● **EXERCISE BRIEF**
Return each line of the data below that contains the string "total".

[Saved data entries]
:::::

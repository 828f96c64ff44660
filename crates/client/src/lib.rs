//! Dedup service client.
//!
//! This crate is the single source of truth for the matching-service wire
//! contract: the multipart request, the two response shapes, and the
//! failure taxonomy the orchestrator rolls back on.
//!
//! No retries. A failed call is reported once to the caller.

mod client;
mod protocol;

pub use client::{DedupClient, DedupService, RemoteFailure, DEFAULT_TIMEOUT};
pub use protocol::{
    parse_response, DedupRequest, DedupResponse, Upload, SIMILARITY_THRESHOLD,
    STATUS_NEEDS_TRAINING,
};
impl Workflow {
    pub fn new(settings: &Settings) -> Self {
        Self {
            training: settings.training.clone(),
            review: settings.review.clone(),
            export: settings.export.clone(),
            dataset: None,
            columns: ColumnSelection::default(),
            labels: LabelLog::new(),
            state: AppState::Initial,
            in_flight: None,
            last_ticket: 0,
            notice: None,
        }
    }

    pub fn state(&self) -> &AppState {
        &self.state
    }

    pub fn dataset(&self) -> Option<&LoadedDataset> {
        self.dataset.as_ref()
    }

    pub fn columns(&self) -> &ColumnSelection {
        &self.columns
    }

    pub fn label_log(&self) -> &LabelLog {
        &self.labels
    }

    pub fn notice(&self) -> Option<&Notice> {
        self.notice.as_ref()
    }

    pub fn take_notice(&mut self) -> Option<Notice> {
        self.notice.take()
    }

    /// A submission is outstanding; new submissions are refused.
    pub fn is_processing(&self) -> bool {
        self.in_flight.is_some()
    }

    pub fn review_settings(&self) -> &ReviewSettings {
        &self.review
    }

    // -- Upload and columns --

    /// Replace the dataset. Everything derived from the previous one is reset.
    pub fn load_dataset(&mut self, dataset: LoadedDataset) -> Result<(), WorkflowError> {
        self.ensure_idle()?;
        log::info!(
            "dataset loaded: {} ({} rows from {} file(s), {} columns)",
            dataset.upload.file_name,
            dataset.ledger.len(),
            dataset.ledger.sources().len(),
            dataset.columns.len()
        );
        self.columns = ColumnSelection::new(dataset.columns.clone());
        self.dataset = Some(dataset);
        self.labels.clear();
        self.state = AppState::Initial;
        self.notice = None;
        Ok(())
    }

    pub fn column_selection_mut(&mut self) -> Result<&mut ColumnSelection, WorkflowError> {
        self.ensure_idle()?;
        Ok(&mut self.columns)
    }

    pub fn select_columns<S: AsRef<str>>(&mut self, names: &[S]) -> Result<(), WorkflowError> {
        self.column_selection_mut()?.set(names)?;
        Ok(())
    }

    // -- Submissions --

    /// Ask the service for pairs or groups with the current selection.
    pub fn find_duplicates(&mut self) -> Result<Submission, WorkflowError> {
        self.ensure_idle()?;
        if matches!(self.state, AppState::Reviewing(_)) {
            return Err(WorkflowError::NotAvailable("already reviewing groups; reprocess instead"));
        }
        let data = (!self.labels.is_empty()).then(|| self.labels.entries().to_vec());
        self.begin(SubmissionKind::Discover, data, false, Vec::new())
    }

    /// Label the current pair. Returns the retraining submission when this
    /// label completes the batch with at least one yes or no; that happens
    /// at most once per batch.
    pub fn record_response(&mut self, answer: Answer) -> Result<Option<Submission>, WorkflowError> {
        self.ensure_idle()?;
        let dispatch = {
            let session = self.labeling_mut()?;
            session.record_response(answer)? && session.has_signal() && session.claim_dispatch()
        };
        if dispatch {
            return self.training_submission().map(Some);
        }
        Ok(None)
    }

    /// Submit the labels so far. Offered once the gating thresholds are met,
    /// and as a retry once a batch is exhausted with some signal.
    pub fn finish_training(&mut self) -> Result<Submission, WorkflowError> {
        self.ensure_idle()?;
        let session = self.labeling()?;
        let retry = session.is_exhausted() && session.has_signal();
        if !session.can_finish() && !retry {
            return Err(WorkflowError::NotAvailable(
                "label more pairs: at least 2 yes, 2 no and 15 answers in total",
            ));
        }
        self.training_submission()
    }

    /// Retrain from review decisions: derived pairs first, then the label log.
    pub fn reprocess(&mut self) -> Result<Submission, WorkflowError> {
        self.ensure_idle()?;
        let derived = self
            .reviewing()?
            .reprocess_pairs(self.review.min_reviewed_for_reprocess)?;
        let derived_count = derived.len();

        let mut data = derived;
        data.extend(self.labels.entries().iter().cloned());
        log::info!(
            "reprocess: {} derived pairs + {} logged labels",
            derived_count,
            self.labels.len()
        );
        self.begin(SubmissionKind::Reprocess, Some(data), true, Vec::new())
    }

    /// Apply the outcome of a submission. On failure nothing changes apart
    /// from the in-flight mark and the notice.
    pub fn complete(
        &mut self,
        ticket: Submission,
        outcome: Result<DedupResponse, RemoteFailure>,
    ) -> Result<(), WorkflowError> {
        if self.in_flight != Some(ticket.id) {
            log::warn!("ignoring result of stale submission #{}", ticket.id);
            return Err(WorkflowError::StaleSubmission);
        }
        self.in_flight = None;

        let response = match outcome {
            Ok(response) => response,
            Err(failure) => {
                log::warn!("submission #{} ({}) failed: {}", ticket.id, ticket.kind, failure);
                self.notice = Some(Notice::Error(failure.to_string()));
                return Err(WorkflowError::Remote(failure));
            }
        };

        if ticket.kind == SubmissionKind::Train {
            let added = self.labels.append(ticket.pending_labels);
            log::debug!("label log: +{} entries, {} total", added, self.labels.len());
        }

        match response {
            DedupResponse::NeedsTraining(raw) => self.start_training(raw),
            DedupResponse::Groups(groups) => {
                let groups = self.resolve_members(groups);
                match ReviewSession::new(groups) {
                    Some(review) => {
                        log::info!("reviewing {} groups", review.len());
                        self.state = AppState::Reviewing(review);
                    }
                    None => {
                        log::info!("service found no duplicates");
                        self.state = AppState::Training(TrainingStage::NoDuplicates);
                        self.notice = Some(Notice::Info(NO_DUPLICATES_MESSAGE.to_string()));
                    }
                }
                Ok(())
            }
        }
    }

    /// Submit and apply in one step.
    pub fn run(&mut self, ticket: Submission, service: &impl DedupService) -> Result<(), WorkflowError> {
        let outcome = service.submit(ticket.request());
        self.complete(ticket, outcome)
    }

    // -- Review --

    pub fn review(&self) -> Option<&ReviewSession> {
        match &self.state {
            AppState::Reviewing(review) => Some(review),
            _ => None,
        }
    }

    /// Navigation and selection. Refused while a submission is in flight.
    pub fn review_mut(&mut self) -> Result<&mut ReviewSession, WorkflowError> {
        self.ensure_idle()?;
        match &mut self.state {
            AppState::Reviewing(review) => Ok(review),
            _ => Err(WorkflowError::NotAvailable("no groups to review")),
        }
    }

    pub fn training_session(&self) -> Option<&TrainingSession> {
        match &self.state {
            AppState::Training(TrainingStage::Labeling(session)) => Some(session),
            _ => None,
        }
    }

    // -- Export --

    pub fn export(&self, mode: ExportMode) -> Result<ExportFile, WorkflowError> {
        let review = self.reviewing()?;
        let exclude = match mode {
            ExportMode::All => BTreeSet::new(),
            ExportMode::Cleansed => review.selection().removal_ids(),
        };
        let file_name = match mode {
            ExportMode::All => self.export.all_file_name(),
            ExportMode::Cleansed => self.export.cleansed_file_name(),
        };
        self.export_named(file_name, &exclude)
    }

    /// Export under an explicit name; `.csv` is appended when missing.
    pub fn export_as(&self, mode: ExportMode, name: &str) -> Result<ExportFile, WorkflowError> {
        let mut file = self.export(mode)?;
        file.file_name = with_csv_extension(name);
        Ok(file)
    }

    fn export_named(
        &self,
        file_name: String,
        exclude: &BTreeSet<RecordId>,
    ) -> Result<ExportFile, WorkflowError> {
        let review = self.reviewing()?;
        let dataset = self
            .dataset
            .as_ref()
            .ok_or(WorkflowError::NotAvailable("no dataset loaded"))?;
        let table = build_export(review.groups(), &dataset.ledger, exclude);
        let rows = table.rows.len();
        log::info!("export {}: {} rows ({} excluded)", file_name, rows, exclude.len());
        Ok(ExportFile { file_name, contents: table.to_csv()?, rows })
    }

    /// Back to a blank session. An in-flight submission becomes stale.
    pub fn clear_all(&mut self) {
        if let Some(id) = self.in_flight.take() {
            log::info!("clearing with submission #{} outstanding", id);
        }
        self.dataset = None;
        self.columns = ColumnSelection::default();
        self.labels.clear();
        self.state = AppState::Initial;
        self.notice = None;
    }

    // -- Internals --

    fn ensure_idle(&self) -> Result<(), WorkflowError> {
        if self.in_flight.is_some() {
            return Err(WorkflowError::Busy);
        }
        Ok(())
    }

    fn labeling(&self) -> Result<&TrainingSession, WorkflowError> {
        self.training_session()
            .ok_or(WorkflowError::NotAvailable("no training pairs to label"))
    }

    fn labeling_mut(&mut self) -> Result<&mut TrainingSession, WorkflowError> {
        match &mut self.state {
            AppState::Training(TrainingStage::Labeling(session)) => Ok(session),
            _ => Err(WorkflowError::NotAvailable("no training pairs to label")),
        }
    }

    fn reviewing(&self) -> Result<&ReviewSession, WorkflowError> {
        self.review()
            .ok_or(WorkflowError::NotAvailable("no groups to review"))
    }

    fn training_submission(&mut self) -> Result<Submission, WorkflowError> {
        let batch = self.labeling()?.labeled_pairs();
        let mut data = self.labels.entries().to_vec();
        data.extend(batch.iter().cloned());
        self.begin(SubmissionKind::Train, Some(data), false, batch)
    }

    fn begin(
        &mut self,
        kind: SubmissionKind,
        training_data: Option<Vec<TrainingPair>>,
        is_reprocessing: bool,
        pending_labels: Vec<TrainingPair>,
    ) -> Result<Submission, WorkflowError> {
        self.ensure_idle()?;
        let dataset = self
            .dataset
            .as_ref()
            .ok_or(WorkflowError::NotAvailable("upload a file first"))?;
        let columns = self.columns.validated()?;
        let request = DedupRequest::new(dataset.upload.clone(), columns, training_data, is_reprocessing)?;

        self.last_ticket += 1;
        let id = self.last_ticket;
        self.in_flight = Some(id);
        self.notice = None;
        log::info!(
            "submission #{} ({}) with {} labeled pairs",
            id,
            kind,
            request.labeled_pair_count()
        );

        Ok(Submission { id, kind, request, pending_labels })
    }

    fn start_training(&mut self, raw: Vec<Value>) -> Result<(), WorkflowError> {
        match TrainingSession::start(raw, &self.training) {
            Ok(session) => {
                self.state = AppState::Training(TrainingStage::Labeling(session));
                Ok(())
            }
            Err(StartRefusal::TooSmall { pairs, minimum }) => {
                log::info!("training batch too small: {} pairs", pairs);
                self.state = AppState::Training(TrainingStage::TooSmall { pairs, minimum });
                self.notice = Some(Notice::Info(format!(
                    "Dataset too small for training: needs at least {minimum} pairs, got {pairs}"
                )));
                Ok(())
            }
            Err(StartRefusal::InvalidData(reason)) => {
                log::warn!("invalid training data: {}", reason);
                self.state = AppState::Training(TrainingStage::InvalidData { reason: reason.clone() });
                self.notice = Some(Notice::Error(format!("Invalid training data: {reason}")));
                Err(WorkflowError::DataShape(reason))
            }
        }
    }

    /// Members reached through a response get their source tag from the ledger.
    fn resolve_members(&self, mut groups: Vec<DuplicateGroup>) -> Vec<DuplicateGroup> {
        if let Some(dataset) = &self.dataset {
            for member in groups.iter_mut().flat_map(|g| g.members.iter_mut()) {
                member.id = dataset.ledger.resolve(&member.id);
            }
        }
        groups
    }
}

:::::

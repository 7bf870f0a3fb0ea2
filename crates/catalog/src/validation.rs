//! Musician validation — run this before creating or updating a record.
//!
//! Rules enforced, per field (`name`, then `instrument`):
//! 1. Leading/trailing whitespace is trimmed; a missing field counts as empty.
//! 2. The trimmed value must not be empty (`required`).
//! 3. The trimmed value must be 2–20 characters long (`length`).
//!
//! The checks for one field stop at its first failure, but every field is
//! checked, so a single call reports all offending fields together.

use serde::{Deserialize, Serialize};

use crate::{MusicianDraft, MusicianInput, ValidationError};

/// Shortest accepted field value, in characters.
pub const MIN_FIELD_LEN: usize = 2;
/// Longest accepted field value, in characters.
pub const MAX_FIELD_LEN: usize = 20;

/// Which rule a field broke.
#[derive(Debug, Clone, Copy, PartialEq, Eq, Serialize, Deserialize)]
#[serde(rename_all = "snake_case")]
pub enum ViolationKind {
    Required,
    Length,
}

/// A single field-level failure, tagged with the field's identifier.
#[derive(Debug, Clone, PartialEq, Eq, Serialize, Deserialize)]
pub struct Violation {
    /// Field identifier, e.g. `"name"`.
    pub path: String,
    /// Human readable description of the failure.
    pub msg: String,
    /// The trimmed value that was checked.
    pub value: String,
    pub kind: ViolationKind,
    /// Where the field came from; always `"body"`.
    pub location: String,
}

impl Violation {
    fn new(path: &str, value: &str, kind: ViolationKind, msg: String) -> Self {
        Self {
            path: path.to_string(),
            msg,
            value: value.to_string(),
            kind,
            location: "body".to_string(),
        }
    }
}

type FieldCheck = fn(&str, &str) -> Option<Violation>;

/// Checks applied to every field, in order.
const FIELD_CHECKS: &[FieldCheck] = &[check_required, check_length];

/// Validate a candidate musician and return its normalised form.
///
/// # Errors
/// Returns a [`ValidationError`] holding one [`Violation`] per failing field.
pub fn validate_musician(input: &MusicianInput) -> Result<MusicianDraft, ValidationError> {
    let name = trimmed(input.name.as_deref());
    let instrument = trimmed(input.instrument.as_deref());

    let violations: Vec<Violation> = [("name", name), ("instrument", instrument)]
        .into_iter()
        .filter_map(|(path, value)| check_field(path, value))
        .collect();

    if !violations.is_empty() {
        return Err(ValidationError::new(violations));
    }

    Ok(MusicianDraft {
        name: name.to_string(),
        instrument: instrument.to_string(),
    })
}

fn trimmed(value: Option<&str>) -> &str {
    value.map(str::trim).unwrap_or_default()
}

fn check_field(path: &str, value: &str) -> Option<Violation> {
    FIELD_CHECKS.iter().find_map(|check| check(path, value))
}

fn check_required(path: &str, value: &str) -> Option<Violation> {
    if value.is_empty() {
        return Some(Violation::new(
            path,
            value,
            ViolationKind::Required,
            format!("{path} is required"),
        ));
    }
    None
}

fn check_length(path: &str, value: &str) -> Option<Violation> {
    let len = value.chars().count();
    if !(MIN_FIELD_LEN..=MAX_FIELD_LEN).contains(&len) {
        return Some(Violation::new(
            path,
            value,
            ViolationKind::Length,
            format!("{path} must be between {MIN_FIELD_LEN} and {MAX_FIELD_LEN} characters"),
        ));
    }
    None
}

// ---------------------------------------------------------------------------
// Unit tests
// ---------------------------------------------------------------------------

:::::

● **COMPLETED TASK**
                "label more pairs: at least 2 yes, 2 no and 15 answers in total",
            log::debug!("label log: +{} entries, {} total", added, self.labels.len());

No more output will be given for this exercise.